§ **What you are asked to do**: Let the answer be the lines from the one with "0; the inverse" to the end of the entries, copied exactly with both boundary lines kept.

§ **Supplied entries**:
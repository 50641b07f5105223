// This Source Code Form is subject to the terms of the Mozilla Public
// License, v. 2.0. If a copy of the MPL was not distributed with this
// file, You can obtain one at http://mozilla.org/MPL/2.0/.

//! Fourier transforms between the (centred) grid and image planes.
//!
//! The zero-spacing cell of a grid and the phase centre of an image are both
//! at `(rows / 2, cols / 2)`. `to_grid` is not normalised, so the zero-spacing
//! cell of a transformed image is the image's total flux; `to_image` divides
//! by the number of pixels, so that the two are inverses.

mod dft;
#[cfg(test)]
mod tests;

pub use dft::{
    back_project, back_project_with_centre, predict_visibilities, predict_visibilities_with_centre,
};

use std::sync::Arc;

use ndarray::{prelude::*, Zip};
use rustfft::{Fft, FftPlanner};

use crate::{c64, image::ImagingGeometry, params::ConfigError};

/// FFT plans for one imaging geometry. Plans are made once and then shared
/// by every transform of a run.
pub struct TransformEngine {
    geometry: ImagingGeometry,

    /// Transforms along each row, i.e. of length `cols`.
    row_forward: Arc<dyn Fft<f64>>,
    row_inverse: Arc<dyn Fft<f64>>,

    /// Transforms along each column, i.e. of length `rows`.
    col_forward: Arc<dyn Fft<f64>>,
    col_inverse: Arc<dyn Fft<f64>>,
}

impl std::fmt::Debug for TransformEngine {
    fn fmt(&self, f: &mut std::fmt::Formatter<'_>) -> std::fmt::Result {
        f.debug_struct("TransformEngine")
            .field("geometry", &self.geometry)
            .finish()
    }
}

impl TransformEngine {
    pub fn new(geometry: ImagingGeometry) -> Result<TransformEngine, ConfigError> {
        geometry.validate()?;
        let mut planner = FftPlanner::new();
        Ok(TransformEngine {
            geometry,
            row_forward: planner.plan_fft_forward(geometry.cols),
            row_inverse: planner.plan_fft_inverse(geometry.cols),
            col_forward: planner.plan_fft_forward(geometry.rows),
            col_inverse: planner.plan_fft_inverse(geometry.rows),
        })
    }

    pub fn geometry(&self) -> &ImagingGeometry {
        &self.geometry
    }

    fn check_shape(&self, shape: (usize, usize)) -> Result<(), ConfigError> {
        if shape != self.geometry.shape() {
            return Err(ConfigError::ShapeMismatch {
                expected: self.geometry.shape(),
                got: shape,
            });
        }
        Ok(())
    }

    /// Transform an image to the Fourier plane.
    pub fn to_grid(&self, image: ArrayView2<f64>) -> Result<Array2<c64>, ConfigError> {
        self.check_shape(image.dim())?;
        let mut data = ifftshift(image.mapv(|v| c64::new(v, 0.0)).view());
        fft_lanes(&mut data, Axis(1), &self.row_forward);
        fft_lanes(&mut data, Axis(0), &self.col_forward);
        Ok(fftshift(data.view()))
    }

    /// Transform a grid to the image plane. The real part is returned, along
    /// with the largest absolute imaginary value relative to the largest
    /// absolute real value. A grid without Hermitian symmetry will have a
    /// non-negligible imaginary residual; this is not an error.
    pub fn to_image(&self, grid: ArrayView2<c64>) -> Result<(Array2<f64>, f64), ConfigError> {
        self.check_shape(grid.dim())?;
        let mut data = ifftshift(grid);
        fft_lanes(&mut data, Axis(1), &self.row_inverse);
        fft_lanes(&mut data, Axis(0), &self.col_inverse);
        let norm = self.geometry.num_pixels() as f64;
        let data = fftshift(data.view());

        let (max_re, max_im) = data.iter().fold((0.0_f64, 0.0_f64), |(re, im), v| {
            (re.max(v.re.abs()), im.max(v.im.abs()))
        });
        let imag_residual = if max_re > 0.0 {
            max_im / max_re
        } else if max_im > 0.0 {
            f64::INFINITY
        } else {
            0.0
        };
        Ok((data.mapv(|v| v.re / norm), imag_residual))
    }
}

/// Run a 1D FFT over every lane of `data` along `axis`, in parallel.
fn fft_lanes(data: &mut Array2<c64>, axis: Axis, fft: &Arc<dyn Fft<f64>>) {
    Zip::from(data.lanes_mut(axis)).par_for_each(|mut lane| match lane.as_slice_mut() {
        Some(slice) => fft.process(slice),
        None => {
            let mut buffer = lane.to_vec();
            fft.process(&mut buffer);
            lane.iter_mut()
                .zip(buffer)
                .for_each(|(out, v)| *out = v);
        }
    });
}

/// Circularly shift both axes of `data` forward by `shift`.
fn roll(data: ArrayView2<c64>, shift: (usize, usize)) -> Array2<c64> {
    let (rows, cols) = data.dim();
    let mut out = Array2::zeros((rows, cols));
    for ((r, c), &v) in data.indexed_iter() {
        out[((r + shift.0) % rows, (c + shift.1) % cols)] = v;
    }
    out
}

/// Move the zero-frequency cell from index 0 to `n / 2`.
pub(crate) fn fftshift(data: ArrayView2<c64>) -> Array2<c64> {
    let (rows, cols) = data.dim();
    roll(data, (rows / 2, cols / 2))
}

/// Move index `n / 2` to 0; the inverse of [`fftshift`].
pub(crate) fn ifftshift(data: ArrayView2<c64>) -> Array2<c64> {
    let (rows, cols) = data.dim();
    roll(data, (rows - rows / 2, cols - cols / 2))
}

§ **Result**:
/// Move index `n / 2` to 0; the inverse of [`fftshift`].
pub(crate) fn ifftshift(data: ArrayView2<c64>) -> Array2<c64> {
    let (rows, cols) = data.dim();
    roll(data, (rows - rows / 2, cols - cols / 2))
}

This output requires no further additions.